▶ Your assignment:
Render every entry verbatim.

▶ Saved data entries:
▼

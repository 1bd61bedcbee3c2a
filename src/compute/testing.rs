//! Engine double that fails selected operations.

use super::engine::{GeometryEngine, PlanarEngine};
use crate::error::{LabelGridError, Result};
use geo::{Coord, MultiPolygon, Polygon, Rect, Triangle};

#[derive(Debug, Clone, Copy, Default)]
pub(crate) struct FailingEngine {
    pub intersection: bool,
    pub union: bool,
    pub difference: bool,
    pub triangulate: bool,
}

impl FailingEngine {
    pub fn failing_intersection() -> Self {
        Self {
            intersection: true,
            ..Default::default()
        }
    }

    pub fn failing_union() -> Self {
        Self {
            union: true,
            ..Default::default()
        }
    }

    pub fn failing_difference() -> Self {
        Self {
            difference: true,
            ..Default::default()
        }
    }

    pub fn failing_triangulation() -> Self {
        Self {
            triangulate: true,
            ..Default::default()
        }
    }
}

fn fail<T>(operation: &str) -> Result<T> {
    Err(LabelGridError::GeometryOperationFailed(format!(
        "{}: injected failure",
        operation
    )))
}

impl GeometryEngine for FailingEngine {
    fn intersection(&self, a: &MultiPolygon, b: &MultiPolygon) -> Result<MultiPolygon> {
        if self.intersection {
            return fail("intersection");
        }
        PlanarEngine.intersection(a, b)
    }

    fn union(&self, geometries: &[MultiPolygon]) -> Result<MultiPolygon> {
        if self.union {
            return fail("union");
        }
        PlanarEngine.union(geometries)
    }

    fn difference(&self, a: &MultiPolygon, b: &MultiPolygon) -> Result<MultiPolygon> {
        if self.difference {
            return fail("difference");
        }
        PlanarEngine.difference(a, b)
    }

    fn overlaps(&self, a: &MultiPolygon, b: &MultiPolygon) -> Result<bool> {
        if self.intersection {
            return fail("overlaps");
        }
        PlanarEngine.overlaps(a, b)
    }

    fn covers(&self, geometry: &MultiPolygon, coord: Coord) -> bool {
        PlanarEngine.covers(geometry, coord)
    }

    fn distance(&self, geometry: &MultiPolygon, coord: Coord) -> f64 {
        PlanarEngine.distance(geometry, coord)
    }

    fn centroid(&self, geometry: &MultiPolygon) -> Option<Coord> {
        PlanarEngine.centroid(geometry)
    }

    fn bounding_rect(&self, geometry: &MultiPolygon) -> Option<Rect> {
        PlanarEngine.bounding_rect(geometry)
    }

    fn area(&self, geometry: &MultiPolygon) -> f64 {
        PlanarEngine.area(geometry)
    }

    fn convex_hull(&self, points: &[Coord]) -> Result<Polygon> {
        PlanarEngine.convex_hull(points)
    }

    fn triangulate(&self, polygon: &Polygon) -> Result<Vec<Triangle>> {
        if self.triangulate {
            return fail("triangulation");
        }
        PlanarEngine.triangulate(polygon)
    }
}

▲

▶ Solution to this task:
repository 1bd61bedcbee3c2a
filename src/compute/testing.rs
//! Engine double that fails selected operations.

use super::engine::{GeometryEngine, PlanarEngine};
use crate::error::{LabelGridError, Result};
use geo::{Coord, MultiPolygon, Polygon, Rect, Triangle};

#[derive(Debug, Clone, Copy, Default)]
pub(crate) struct FailingEngine {
    pub intersection: bool,
    pub union: bool,
    pub difference: bool,
    pub triangulate: bool,
}

impl FailingEngine {
    pub fn failing_intersection() -> Self {
        Self {
            intersection: true,
            ..Default::default()
        }
    }

    pub fn failing_union() -> Self {
        Self {
            union: true,
            ..Default::default()
        }
    }

    pub fn failing_difference() -> Self {
        Self {
            difference: true,
            ..Default::default()
        }
    }

    pub fn failing_triangulation() -> Self {
        Self {
            triangulate: true,
            ..Default::default()
        }
    }
}

fn fail<T>(operation: &str) -> Result<T> {
    Err(LabelGridError::GeometryOperationFailed(format!(
        "{}: injected failure",
        operation
    )))
}

impl GeometryEngine for FailingEngine {
    fn intersection(&self, a: &MultiPolygon, b: &MultiPolygon) -> Result<MultiPolygon> {
        if self.intersection {
            return fail("intersection");
        }
        PlanarEngine.intersection(a, b)
    }

    fn union(&self, geometries: &[MultiPolygon]) -> Result<MultiPolygon> {
        if self.union {
            return fail("union");
        }
        PlanarEngine.union(geometries)
    }

    fn difference(&self, a: &MultiPolygon, b: &MultiPolygon) -> Result<MultiPolygon> {
        if self.difference {
            return fail("difference");
        }
        PlanarEngine.difference(a, b)
    }

    fn overlaps(&self, a: &MultiPolygon, b: &MultiPolygon) -> Result<bool> {
        if self.intersection {
            return fail("overlaps");
        }
        PlanarEngine.overlaps(a, b)
    }

    fn covers(&self, geometry: &MultiPolygon, coord: Coord) -> bool {
        PlanarEngine.covers(geometry, coord)
    }

    fn distance(&self, geometry: &MultiPolygon, coord: Coord) -> f64 {
        PlanarEngine.distance(geometry, coord)
    }

    fn centroid(&self, geometry: &MultiPolygon) -> Option<Coord> {
        PlanarEngine.centroid(geometry)
    }

    fn bounding_rect(&self, geometry: &MultiPolygon) -> Option<Rect> {
        PlanarEngine.bounding_rect(geometry)
    }

    fn area(&self, geometry: &MultiPolygon) -> f64 {
        PlanarEngine.area(geometry)
    }

    fn convex_hull(&self, points: &[Coord]) -> Result<Polygon> {
        PlanarEngine.convex_hull(points)
    }

    fn triangulate(&self, polygon: &Polygon) -> Result<Vec<Triangle>> {
        if self.triangulate {
            return fail("triangulation");
        }
        PlanarEngine.triangulate(polygon)
    }
}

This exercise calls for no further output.